Other strategic lines of travel perhaps first opened by the buffalo were the portage paths between the heads of streams, especially those of the Ohio basin and the lake streams on the north and the Atlantic streams on the south. Undoubtedly in his migrations north and south the buffalo deeply wore the river trails, for here he was close to water and the river meadows which constantly offered all the nourishment he needed. At least, when white men first came into the West they found great paths over the portages which were more of the nature of buffalo roads than Indian trails. Certain of these portages have been noted; others were between the French Creek and Lake Erie—a portage undoubtedly well known to the buffalo—which the French named Rivière aux Bœufs in honor of these monarchs of the forests; others again between the Cuyahoga and the Muskingum, the Scioto and Sandusky, the Wabash and Maumee, St. Joseph and Kankakee, Fox and Illinois, etc. The prehistoric use of portages has elsewhere been noticed in connection with the mound-building Indians. They were perhaps the earliest of traveled ways of the continent.

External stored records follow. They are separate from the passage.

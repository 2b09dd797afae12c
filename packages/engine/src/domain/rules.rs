pub const PLAYERS: usize = 2;
pub const DECK_SIZE: usize = 20;
pub const HAND_SIZE: usize = 5;
/// Card points in the whole deck.
pub const DECK_POINTS: u16 = 120;
pub const DEFAULT_TARGET_SCORE: u16 = 66;
/// Loser scores below this concede a Schneider.
pub const SCHNEIDER_THRESHOLD: u16 = 33;

/// Game points awarded to the winner, graded on the loser's score:
/// 3 (Schwarz) at 0, 2 (Schneider) below 33, otherwise 1.
pub fn game_points_for_loser(loser_score: u16) -> u8 {
    if loser_score == 0 {
        3
    } else if loser_score < SCHNEIDER_THRESHOLD {
        2
    } else {
        1
    }
}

  1. "The stupidity of the buffalo, as well as its sagacity, has been by some writers overstated. A herd of buffaloes certainly possesses . . . the sheep-like propensity of blindly following its leaders. . . . A little reflection, however, will show that in such instances as the rushing of a herd over a precipice or into a pond . . . is not wholly an act of stupidity, but comparable to that of a panic-stricken crowd of human beings."—"History of the American Bison," Ninth Annual Report, Department of the Interior, p. 472.
  2. Ninth Annual Report, Department of the Interior, p. 466.
  3. Ninth Annual Report, Department of the Interior, p. 467. On this point see further Dr. Coues's communication given in Part II.
  4. Id., p. 467.
  5. First Explorations of Kentucky (Filson Club Pub. No. 13), p. 47.
  6. Walker's Journal (Filson Club Pub. No. 13), p. 73, note.